Available data
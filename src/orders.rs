//! Maintenance order codes.
//!
//! Preventive (`OMP`) and corrective (`OMC`) orders receive a code built from
//! the contract acronym, a kind marker and a sequence number that increases
//! per contract. The layout is a template so it can match whatever format
//! existing records already use.

use regex::Regex;
use sea_orm::entity::prelude::*;
use serde::{Deserialize, Serialize};
use std::fmt;

use crate::config::IdentifierConfig;
use crate::text::fold;

pub const ACRONYM_PLACEHOLDER: &str = "{acronym}";
pub const MARKER_PLACEHOLDER: &str = "{marker}";
pub const NUMBER_PLACEHOLDER: &str = "{number}";

pub const DEFAULT_ORDER_CODE_TEMPLATE: &str = "{marker}-{acronym}-{number}";
pub const DEFAULT_ORDER_NUMBER_DIGITS: usize = 5;
pub const DEFAULT_PREVENTIVE_MARKER: &str = "OMP";
pub const DEFAULT_CORRECTIVE_MARKER: &str = "OMC";

/// Kind of maintenance record an order code is issued for.
#[derive(
    Debug,
    Clone,
    Copy,
    PartialEq,
    Eq,
    Hash,
    EnumIter,
    DeriveActiveEnum,
    Serialize,
    Deserialize,
    strum::Display,
    strum::EnumString,
)]
#[sea_orm(rs_type = "String", db_type = "Text")]
#[serde(rename_all = "snake_case")]
#[strum(serialize_all = "snake_case", ascii_case_insensitive)]
pub enum OrderKind {
    /// Scheduled task generated from a maintenance plan.
    #[sea_orm(string_value = "preventive")]
    Preventive,
    /// Ticket opened for a failure.
    #[sea_orm(string_value = "corrective")]
    Corrective,
}

/// Human-readable code of a maintenance order.
#[derive(Debug, Clone, PartialEq, Eq, Hash, Serialize, Deserialize)]
#[serde(transparent)]
pub struct OrderCode(String);

impl OrderCode {
    pub fn as_str(&self) -> &str {
        &self.0
    }

    pub fn into_string(self) -> String {
        self.0
    }
}

impl fmt::Display for OrderCode {
    fn fmt(&self, f: &mut fmt::Formatter<'_>) -> fmt::Result {
        f.write_str(&self.0)
    }
}

/// Rendering rules for order codes.
#[derive(Debug, Clone, PartialEq, Eq)]
pub struct OrderCodeFormat {
    pub template: String,
    pub digits: usize,
    pub preventive_marker: String,
    pub corrective_marker: String,
}

impl Default for OrderCodeFormat {
    fn default() -> Self {
        Self {
            template: DEFAULT_ORDER_CODE_TEMPLATE.to_string(),
            digits: DEFAULT_ORDER_NUMBER_DIGITS,
            preventive_marker: DEFAULT_PREVENTIVE_MARKER.to_string(),
            corrective_marker: DEFAULT_CORRECTIVE_MARKER.to_string(),
        }
    }
}

impl From<&IdentifierConfig> for OrderCodeFormat {
    fn from(cfg: &IdentifierConfig) -> Self {
        Self {
            template: cfg.order_code_template.clone(),
            digits: cfg.order_number_digits,
            preventive_marker: cfg.preventive_marker.clone(),
            corrective_marker: cfg.corrective_marker.clone(),
        }
    }
}

impl OrderCodeFormat {
    pub fn marker(&self, kind: OrderKind) -> &str {
        match kind {
            OrderKind::Preventive => &self.preventive_marker,
            OrderKind::Corrective => &self.corrective_marker,
        }
    }

    /// Renders a code. Numbers wider than `digits` are kept whole.
    pub fn render(&self, acronym: &str, kind: OrderKind, number: i64) -> OrderCode {
        let number = format!("{number:0width$}", width = self.digits);
        OrderCode(
            self.template
                .replace(ACRONYM_PLACEHOLDER, &fold(acronym))
                .replace(MARKER_PLACEHOLDER, self.marker(kind))
                .replace(NUMBER_PLACEHOLDER, &number),
        )
    }

    /// Matcher for the codes this format renders for one contract and kind.
    ///
    /// Template text, acronym and marker are matched literally and `{number}`
    /// captures the digits, so an acronym ending in a digit is never mistaken
    /// for the sequence number.
    pub fn pattern(&self, acronym: &str, kind: OrderKind) -> Result<OrderCodePattern, regex::Error> {
        let number = regex::escape(NUMBER_PLACEHOLDER);
        let body = regex::escape(&self.template)
            .replace(&regex::escape(ACRONYM_PLACEHOLDER), &regex::escape(&fold(acronym)))
            .replace(&regex::escape(MARKER_PLACEHOLDER), &regex::escape(self.marker(kind)))
            .replacen(&number, r"(\d+)", 1)
            .replace(&number, r"\d+");
        Regex::new(&format!("^{body}$")).map(OrderCodePattern)
    }
}

/// Compiled form of [`OrderCodeFormat::pattern`].
#[derive(Debug, Clone)]
pub struct OrderCodePattern(Regex);

impl OrderCodePattern {
    /// Sequence number embedded in `code`, or `None` when the code was not
    /// rendered for this contract and kind.
    pub fn parse(&self, code: &str) -> Option<i64> {
        self.0.captures(code)?.get(1)?.as_str().parse().ok()
    }
}

/// Checks that a template can produce distinct, parseable codes.
///
/// Counters run per contract and kind, so the marker is required to keep
/// preventive and corrective codes apart.
pub fn validate_template(template: &str) -> Result<(), String> {
    for placeholder in [ACRONYM_PLACEHOLDER, MARKER_PLACEHOLDER, NUMBER_PLACEHOLDER] {
        if !template.contains(placeholder) {
            return Err(format!("order code template must contain {placeholder}"));
        }
    }
    Ok(())
}
//! Persistence ports consumed by the identifier services.
//!
//! Services only see these traits; the process entry point decides whether
//! they are backed by SeaORM or by the in-memory store.

use async_trait::async_trait;
use serde::Serialize;
use uuid::Uuid;

use crate::errors::ServiceError;
use crate::orders::{OrderCode, OrderCodePattern, OrderKind};
use crate::tags::AssetTag;

pub mod memory;
pub mod sea_orm_store;

pub use memory::InMemoryStore;
pub use sea_orm_store::SeaOrmStore;

/// Floor and location names an asset is being placed under.
#[derive(Debug, Clone, PartialEq, Eq, Serialize)]
pub struct Placement {
    pub location_id: Uuid,
    pub floor_name: String,
    pub location_name: String,
}

#[derive(Debug, Clone, PartialEq, Eq, Serialize)]
pub struct NewAssetRecord {
    pub id: Uuid,
    pub location_id: Uuid,
    pub name: String,
    pub tag: AssetTag,
}

#[derive(Debug, Clone, PartialEq, Eq, Serialize)]
pub struct ContractRef {
    pub id: Uuid,
    pub acronym: String,
}

#[derive(Debug, Clone, PartialEq, Eq, Serialize)]
pub struct NewOrderRecord {
    pub id: Uuid,
    pub contract_id: Uuid,
    pub kind: OrderKind,
    pub code: OrderCode,
    pub asset_id: Option<Uuid>,
}

/// Storage operations needed to tag assets.
#[async_trait]
pub trait AssetStore: Send + Sync {
    /// Floor and location names for a location, or `None` if it does not exist.
    async fn resolve_location(&self, location_id: Uuid) -> Result<Option<Placement>, ServiceError>;

    /// Number of stored tags starting with `prefix`.
    async fn count_tags_with_prefix(&self, prefix: &str) -> Result<u64, ServiceError>;

    /// Persists an asset. A tag already in use fails with
    /// [`ServiceError::DuplicateIdentifier`] and leaves the store unchanged.
    async fn insert_asset(&self, record: NewAssetRecord) -> Result<(), ServiceError>;
}

/// Storage operations needed to number maintenance orders.
#[async_trait]
pub trait OrderStore: Send + Sync {
    async fn find_contract_by_acronym(
        &self,
        acronym: &str,
    ) -> Result<Option<ContractRef>, ServiceError>;

    /// Highest number `pattern` reads from the codes already stored for a
    /// contract and kind. Codes the pattern does not match are ignored.
    async fn max_order_number(
        &self,
        contract_id: Uuid,
        kind: OrderKind,
        pattern: &OrderCodePattern,
    ) -> Result<Option<i64>, ServiceError>;

    /// Atomically increments and returns the counter for a contract and kind.
    ///
    /// The first call for a scope starts from [`OrderStore::max_order_number`]
    /// so numbering continues from records created before counters existed.
    async fn next_sequence_value(
        &self,
        contract_id: Uuid,
        kind: OrderKind,
        pattern: &OrderCodePattern,
    ) -> Result<i64, ServiceError>;

    /// Persists an order. A code already in use fails with
    /// [`ServiceError::DuplicateIdentifier`].
    async fn insert_order(&self, record: NewOrderRecord) -> Result<(), ServiceError>;
}
use sea_orm::entity::prelude::*;
use serde::{Deserialize, Serialize};

#[derive(Clone, Debug, PartialEq, Eq, DeriveEntityModel, Serialize, Deserialize)]
#[sea_orm(table_name = "locations")]
pub struct Model {
    #[sea_orm(primary_key, auto_increment = false)]
    pub id: Uuid,
    pub floor_id: Uuid,
    pub name: String,
}

#[derive(Copy, Clone, Debug, EnumIter, DeriveRelation)]
pub enum Relation {
    #[sea_orm(
        belongs_to = "super::floor::Entity",
        from = "Column::FloorId",
        to = "super::floor::Column::Id"
    )]
    Floor,
    #[sea_orm(has_many = "super::asset::Entity")]
    Assets,
}

impl Related<super::floor::Entity> for Entity {
    fn to() -> RelationDef {
        Relation::Floor.def()
    }
}

impl Related<super::asset::Entity> for Entity {
    fn to() -> RelationDef {
        Relation::Assets.def()
    }
}

impl ActiveModelBehavior for ActiveModel {}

What is expected
From the records above, transcribe exactly the run of lines that opens with the line holding "use async_trait::async_trait;" and closes with the line holding "being placed under.", both included.

Answer
use async_trait::async_trait;
use serde::Serialize;
use uuid::Uuid;

use crate::errors::ServiceError;
use crate::orders::{OrderCode, OrderCodePattern, OrderKind};
use crate::tags::AssetTag;

pub mod memory;
pub mod sea_orm_store;

pub use memory::InMemoryStore;
pub use sea_orm_store::SeaOrmStore;

/// Floor and location names an asset is being placed under.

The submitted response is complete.